Babytalk
- Categories: Parenting magazine
- Frequency: Monthly
- First issue: 1935
- Final issue: July 2013
- Company: Meredith Corp.
- Country: USA
- Based in: New York City
- Language: English
- Website: www.babytalk.com
- ISSN: 1092-1869

= Babytalk (magazine) =

American parenting magazine

Babytalk, America's oldest baby magazine, was launched in 1935 as a supplement to customers of a national cloth diaper delivery service based in New Jersey. The free monthly publication aimed to help new mothers trust their maternal instincts with "straight talk" from experts and real moms. Babytalk was part of The Parenting Group, which includes Parenting magazine; the Parenting.com website; Working Mother magazine; Conceive; MomConnection, an online research tool; and a custom content unit. Meredith Corporation, which owns American Baby, Babytalks biggest competitor, bought Babytalk in May 2013 and shuttered the title.

With a controlled circulation of 2,000,000, Babytalk reached more than 5.5 million readers a month through a combination of in-home subscriptions and distribution at baby retailers, maternity boutiques and OB/GYN offices across the country. Babytalk was distributed at Babies "R" Us, BuyBuyBaby, and Baby Depot, among others.

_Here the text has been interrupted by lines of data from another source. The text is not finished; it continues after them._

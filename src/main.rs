//! Study Tutor · quiz generation and grading backend
//!
//! - Axum HTTP + WebSocket API
//! - Quiz/summary generation through an OpenRouter (OpenAI-compatible) model
//! - Interactive quiz sessions (incl. timed quickfire) over WebSocket
//! - Static frontend fallback ($STATIC_DIR/index.html)
//!
//! Important env variables (a `.env` file is honored):
//!   PORT                : u16 (default 3000)
//!   OPENROUTER_API_KEY  : enables quiz/summary generation
//!   OPENROUTER_BASE_URL : default "https://openrouter.ai/api/v1"
//!   OPENROUTER_MODEL    : default "google/gemma-2-9b-it"
//!   TUTOR_CONFIG_PATH   : path to TOML config (prompts + limits)
//!   STATIC_DIR          : frontend directory (default "./public")
//!   LOG_LEVEL           : tracing filter, e.g. "debug" or full directives
//!   LOG_FORMAT          : "pretty" (default) or "json"

mod config;
mod distribution;
mod domain;
mod errors;
mod grading;
mod logic;
mod openrouter;
mod parser;
mod protocol;
mod ratelimit;
mod routes;
mod session;
mod state;
mod telemetry;
mod timer;
mod util;
mod validator;

use std::{net::SocketAddr, sync::Arc};
use tokio::net::TcpListener;
use tracing::{info, warn};

use crate::routes::build_router;
use crate::state::AppState;

#[tokio::main]
async fn main() -> Result<(), Box<dyn std::error::Error>> {
  // A missing .env is fine; real deployments set the environment directly.
  let dotenv_loaded = dotenv::dotenv().is_ok();
  telemetry::init_tracing();
  if !dotenv_loaded {
    warn!(target: "studytutor_backend", "No .env file loaded; using process environment only");
  }

  let state = Arc::new(AppState::new());

  let static_dir = std::env::var("STATIC_DIR").unwrap_or_else(|_| "./public".into());
  let app = build_router(state.clone(), &static_dir);

  let addr: SocketAddr = std::env::var("PORT")
    .ok()
    .and_then(|p| p.parse::<u16>().ok())
    .map(|port| SocketAddr::from(([0, 0, 0, 0], port)))
    .unwrap_or_else(|| SocketAddr::from(([0, 0, 0, 0], 3000)));

  let listener = TcpListener::bind(addr).await?;
  info!(target: "studytutor_backend", %addr, %static_dir, llm = state.llm.is_some(), "HTTP server listening");
  axum::serve(listener, app.into_make_service_with_connect_info::<SocketAddr>())
    .with_graceful_shutdown(shutdown_signal())
    .await?;
  info!(target: "studytutor_backend", "Server stopped");
  Ok(())
}

async fn shutdown_signal() {
  if let Err(e) = tokio::signal::ctrl_c().await {
    warn!(target: "studytutor_backend", error = %e, "Failed to listen for Ctrl-C");
    std::future::pending::<()>().await;
  }
  info!(target: "studytutor_backend", "Shutdown signal received");
}
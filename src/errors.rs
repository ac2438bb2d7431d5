//! Error taxonomy for the quiz pipeline and the interactive session.
//!
//! Pipeline failures (`QuizError`) abort a whole generation attempt; nothing
//! partial is ever handed to a client. Session misuse (`SessionError`) is
//! reported back to the caller and leaves the session untouched.

use axum::{http::StatusCode, response::IntoResponse, Json};
use serde::Serialize;
use thiserror::Error;

#[derive(Debug, Error, Clone, PartialEq, Eq)]
pub enum QuizError {
  /// Bad caller input: empty content, zero questions, no usable types.
  #[error("invalid request: {0}")]
  InvalidRequest(String),

  /// The model reply contained no `[ ... ]` span.
  #[error("no valid JSON array found in response")]
  NoArrayFound,

  /// The `[ ... ]` span did not parse, or parsed to something other than an array.
  #[error("failed to parse quiz JSON: {0}")]
  MalformedJson(String),

  /// Every record was rejected by validation.
  #[error("no valid questions generated")]
  EmptyResult,

  /// Upstream model call failed; the message is passed through untouched.
  #[error("{0}")]
  Transport(String),
}

impl QuizError {
  /// Which pipeline stage produced the failure.
  pub fn stage(&self) -> &'static str {
    match self {
      QuizError::InvalidRequest(_) => "request",
      QuizError::Transport(_) => "generation",
      QuizError::NoArrayFound | QuizError::MalformedJson(_) => "parsing",
      QuizError::EmptyResult => "validation",
    }
  }

  /// Single human-readable line naming the stage and the cause.
  pub fn user_message(&self) -> String {
    format!("Quiz {} failed: {}", self.stage(), self)
  }

  fn status(&self) -> StatusCode {
    match self {
      QuizError::InvalidRequest(_) => StatusCode::BAD_REQUEST,
      _ => StatusCode::INTERNAL_SERVER_ERROR,
    }
  }
}

/// Body returned for every failed API call.
#[derive(Debug, Serialize)]
pub struct ErrorOut {
  pub error: String,
  pub details: String,
}

impl IntoResponse for QuizError {
  fn into_response(self) -> axum::response::Response {
    let body = ErrorOut {
      error: format!("Failed at {} stage", self.stage()),
      details: self.to_string(),
    };
    (self.status(), Json(body)).into_response()
  }
}

#[derive(Debug, Error, Clone, PartialEq, Eq)]
pub enum SessionError {
  #[error("no quiz loaded")]
  NoQuiz,
  #[error("action not allowed while {0}")]
  WrongPhase(&'static str),
  #[error("question index {index} out of range (quiz has {len})")]
  IndexOutOfRange { index: usize, len: usize },
}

Many of the features in the magazine were reproduced on sister publication Parentings website, Parenting.com. The site also features a Pregnancy Planner, with fetal development photos, a customized newsletter and pregnancy info synchronized to a mother's due date; a baby namer tool, with thousands of name descriptions; a fertility calculator, buying guides, blogs, along with resources for health and safety, and child development.

In 2001, Babytalk became the first parenting magazine to feature a child with Down syndrome on the cover.

==History==
Editor-in-chief Susan Kane led the successful repositioning of all three publications in the Babytalk franchise in 2005 – Babytalk, Babytalk Mom-to-Be, and Babytalk First Months. Under Kane's leadership, Babytalk garnered several industry awards, including a 2005 American Society of Magazine Editors National Magazine Award win in the Personal Service category for an article on breastfeeding.

Beginning in 2005, Babytalk hosted "World's Biggest Playgroup" gatherings across the country. Aimed at new moms and their babies, this popular event featured live kids' entertainment, music classes, valet stroller parking, raffles, giveaways, and photo opportunities. In the past, the event has taken place in Westminster, California, New York City, and at the Mall of America in Minneapolis.

The magazine encountered controversy in 2006 when the August issue depicted a breastfeeding baby on the cover. An Associated Press article on public reaction to the image sparked hundreds of newspaper articles and TV segments highlighting the challenges that women face when attempting to breastfeed—along with more than 8,000 letters applauding the decision to feature a nursing mom on the cover of a national magazine.

Babytalk also partnered with Good Morning America on its annual Cover Contest for several years. In 2006, viewers voted online to choose the winner, Abigail Goldman of Cherry Hill, NJ, who appeared on the cover of the October 2006 issue of Babytalk and received a $5,000 shopping spree at Babies "R" Us.

Ana Connery was named editor of Babytalk in 2009, and was promoted to director of The Parenting Group's print content operations in September 2010. In May 2013 the magazine was sold to Meredith Corp., and following the change in ownership it ceased publication.